Document Details

Document Type:   Dissertation
Title:   Mechanisms of Growth Hormone Enhancement of Excitatory Synaptic Transmission in Hippocampus
College:   Joan C. Edwards School of Medicine
Degree Program:   Biomedical Sciences, Ph.D.
Degree:   Doctor of Philosophy
Committee Director:   Lawrence M Grover
Document Availability:   Document available for World-Wide access.

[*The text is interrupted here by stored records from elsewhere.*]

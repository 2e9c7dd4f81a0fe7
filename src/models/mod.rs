//! Data models for the Jira Service Management API.
//!
//! This module contains the list envelopes returned by the Service Desk
//! API and the request bodies the client sends.

mod common;
mod request;

pub use common::*;
pub use request::*;
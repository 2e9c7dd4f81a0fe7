//! Response wrappers shared across Service Desk API endpoints.
//!
//! The Service Desk API returns lists in one of two envelopes: a paged
//! wrapper with a `values` array, or the `requestTypeFields` wrapper used
//! by the request type field listing.

use serde::{Deserialize, Serialize};

/// Paged list envelope (`/servicedesk`, `/requesttype`, `/organization`, ...).
#[derive(Debug, Clone, Serialize, Deserialize)]
#[serde(rename_all = "camelCase")]
pub struct PagedResponse<T> {
    /// Index of the first item in this page.
    #[serde(default)]
    pub start: Option<u32>,

    /// Page size requested.
    #[serde(default)]
    pub limit: Option<u32>,

    /// Number of items in this page.
    #[serde(default)]
    pub size: Option<u32>,

    /// Whether this is the final page.
    #[serde(default)]
    pub is_last_page: Option<bool>,

    /// The page items.
    #[serde(default = "Vec::new")]
    pub values: Vec<T>,
}

impl<T> PagedResponse<T> {
    /// Unwraps the page into its items.
    pub fn into_values(self) -> Vec<T> {
        self.values
    }
}

/// Envelope returned by `servicedesk/{id}/requesttype/{id}/field`.
#[derive(Debug, Clone, Serialize, Deserialize)]
#[serde(rename_all = "camelCase")]
pub struct RequestTypeFieldsResponse<T> {
    /// Fields the request type accepts.
    #[serde(default = "Vec::new")]
    pub request_type_fields: Vec<T>,

    /// Whether the caller may raise requests on behalf of customers.
    #[serde(default)]
    pub can_raise_on_behalf_of: Option<bool>,

    /// Whether the caller may add request participants.
    #[serde(default)]
    pub can_add_request_participants: Option<bool>,
}

impl<T> RequestTypeFieldsResponse<T> {
    /// Unwraps the envelope into its fields.
    pub fn into_fields(self) -> Vec<T> {
        self.request_type_fields
    }
}
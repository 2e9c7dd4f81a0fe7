//! Error types for the Kiosk MCP server.
//!
//! This module defines `KioskError`, the unified error type used throughout
//! the application for consistent error handling and propagation.
//!
//! # Security
//!
//! Error text shown to MCP callers is passed through `sanitize_message()`
//! so API tokens never leak into tool responses or logs.

use std::time::Duration;
use thiserror::Error;

/// Unified error type for all Kiosk operations.
#[derive(Error, Debug)]
pub enum KioskError {
    /// Configuration error - missing or invalid environment variables.
    #[error("configuration error: {0}")]
    Config(String),

    /// HTTP request failed during transmission.
    #[error("HTTP request failed: {0}")]
    Http(#[source] reqwest::Error),

    /// HTTP client initialization failed.
    #[error("HTTP client error: {0}")]
    HttpClient(#[source] reqwest::Error),

    /// HTTP response returned a non-success status code.
    #[error("HTTP {status}: {body}")]
    HttpStatus {
        /// The HTTP status code returned.
        status: reqwest::StatusCode,
        /// The raw response body, usually a Jira error document.
        body: String,
    },

    /// Request timed out.
    #[error("request timed out after {duration:?} - the server may be slow or unreachable")]
    Timeout {
        /// How long we waited before timing out.
        duration: Duration,
        /// The operation that timed out.
        operation: String,
    },

    /// JSON serialization or deserialization failed.
    #[error("JSON serialization error: {0}")]
    Serialization(#[from] serde_json::Error),

    /// Input validation failed.
    #[error("validation error: {0}")]
    Validation(String),

    /// A service-desk-scoped tool had no ID and no configured default.
    #[error("No service_desk_id provided and JIRA_DEFAULT_SERVICE_DESK_ID not set")]
    MissingServiceDesk,

    /// The comma-separated username list was empty after filtering.
    #[error("No valid usernames provided")]
    NoUsernames,

    /// A JSON-string tool parameter could not be parsed into an object.
    #[error("Error parsing {field} JSON: {message}")]
    InvalidJson {
        /// The parameter name, e.g. `custom_fields`.
        field: &'static str,
        /// Parser detail.
        message: String,
    },

    /// A write tool was called while the server runs in read-only mode.
    #[error("Cannot {action} in read-only mode")]
    ReadOnly {
        /// Human-readable description of the blocked action.
        action: &'static str,
    },

    /// Connection test failed.
    #[error("connection test failed: {message}")]
    ConnectionTest {
        /// Details about why the connection test failed.
        message: String,
    },
}

impl KioskError {
    /// Creates a configuration error for a missing environment variable.
    pub fn missing_env(var_name: &str) -> Self {
        KioskError::Config(format!(
            "missing required environment variable: {}",
            var_name
        ))
    }

    /// Creates a configuration error for an invalid value.
    pub fn invalid_config(message: impl Into<String>) -> Self {
        KioskError::Config(message.into())
    }

    /// Creates a validation error.
    pub fn validation(message: impl Into<String>) -> Self {
        KioskError::Validation(message.into())
    }

    /// Creates a timeout error.
    pub fn timeout(duration: Duration, operation: impl Into<String>) -> Self {
        KioskError::Timeout {
            duration,
            operation: operation.into(),
        }
    }

    /// Creates an invalid JSON parameter error.
    pub fn invalid_json(field: &'static str, message: impl std::fmt::Display) -> Self {
        KioskError::InvalidJson {
            field,
            message: message.to_string(),
        }
    }

    /// Creates a connection test error.
    pub fn connection_test(message: impl Into<String>) -> Self {
        KioskError::ConnectionTest {
            message: message.into(),
        }
    }

    /// Returns true if the error was caused by caller input rather than the
    /// remote service or the transport.
    #[must_use]
    pub fn is_input_error(&self) -> bool {
        matches!(
            self,
            KioskError::Validation(_)
                | KioskError::MissingServiceDesk
                | KioskError::NoUsernames
                | KioskError::InvalidJson { .. }
                | KioskError::ReadOnly { .. }
        )
    }

    /// Renders the error as a tool response string.
    ///
    /// - JSON parameter errors are returned as-is (`Error parsing ... JSON: ...`).
    /// - HTTP status errors become `HTTP Error {status}: {body}`, with JSON
    ///   bodies pretty-printed and anything else passed through raw.
    /// - Everything else becomes `Error: {message}`.
    #[must_use]
    pub fn tool_message(&self) -> String {
        match self {
            KioskError::InvalidJson { .. } => self.to_string(),
            KioskError::HttpStatus { status, body } => {
                let details = serde_json::from_str::<serde_json::Value>(body)
                    .ok()
                    .and_then(|json| serde_json::to_string_pretty(&json).ok())
                    .unwrap_or_else(|| body.clone());
                format!("HTTP Error {}: {}", status.as_u16(), details)
            }
            _ => format!("Error: {}", self),
        }
    }

    /// Sanitizes an error message to remove any occurrence of a secret.
    ///
    /// # Arguments
    ///
    /// * `message` - The message to sanitize
    /// * `secret` - The API token to strip from the message
    ///
    /// # Returns
    ///
    /// The message with any occurrence of the secret replaced with `[REDACTED]`
    #[must_use]
    pub fn sanitize_message(message: &str, secret: &str) -> String {
        if secret.is_empty() {
            return message.to_string();
        }
        message.replace(secret, "[REDACTED]")
    }

    /// Renders [`tool_message`](Self::tool_message) with the secret redacted.
    #[must_use]
    pub fn sanitized_tool_message(&self, secret: &str) -> String {
        Self::sanitize_message(&self.tool_message(), secret)
    }
}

Date of Defense:   04/25/2005

Growth hormone (GH) deficiency is associated with impaired learning and memory. One possible target for GH effects on memory is the hippocampus, a brain region containing GH receptors (GHRs). To determine if GH acutely alters hippocampal function, recombinant human GH (rhGH) was applied to in vitro rat hippocampal brain slices. Extracellular recordings were used to assess effects of GH on the field EPSP (fEPSP) and long-term potentiation (LTP) of the fEPSP. GHR expression was measured in GH-treated and control rat hippocampal slices using RT-PCR. The GH signaling pathway was investigated by studying the effect of GH on the fEPSP after block of Janus kinase (JAK) by tyrphostin AG 490, phosphoinositide-3-kinase (PI3-kinase) by wortmanin, and mitogen-activated/extracellular response protein kinase kinase (MEK) by U0126. To determine if protein synthesis is required, hippocampal slices were perfused with cycloheximide, a protein synthesis inhibitor. I examined the effects of GH on pharmacologically isolated N-methyl-D-aspartate receptor (NMDAR)-and -amino-3-hydroxy-5-methyl-4-isoxazolepropionate receptor (AMPAR)-mediated fEPSPs. Using western blotting, total and phosphorylated STAT5A/B, and NMDAR subunits NR1, NR2A, and NR2B were measured in GH-treated and control slices. GH caused a gradual (2 hr) increase in fEPSP amplitude during application that was maintained for more than 4 hours. Prior GH treatment (3hr) prevented additional potentiation by tetanus (100Hz, 1s), indicating that similar mechanisms contribute to both. GH caused equivalent enhancement of isolated NMDAR-fEPSPs and dual component fEPSP, indicating that GH effects are mediated in part by NMDARs. GH enhancement of fEPSPs was blocked by inhibitors of protein synthesis, JAK, PI3-kinase, and MEK, implicating all of these signaling mechanisms in GH enhancement of synaptic transmission. In vitro GH treatment of hippocampal brain slices for 15-30 min failed to alter either total or phosphorylated STAT 5a/b. In vitro GH treatment of hippocampal brain slices (3 hr) increased GHR mRNA, decreased NR2B protein, and increased NR2A/NR2B ratio. My results clearly demonstrate a previously unknown role for GH as a short-term modulator of hippocampal synaptic function.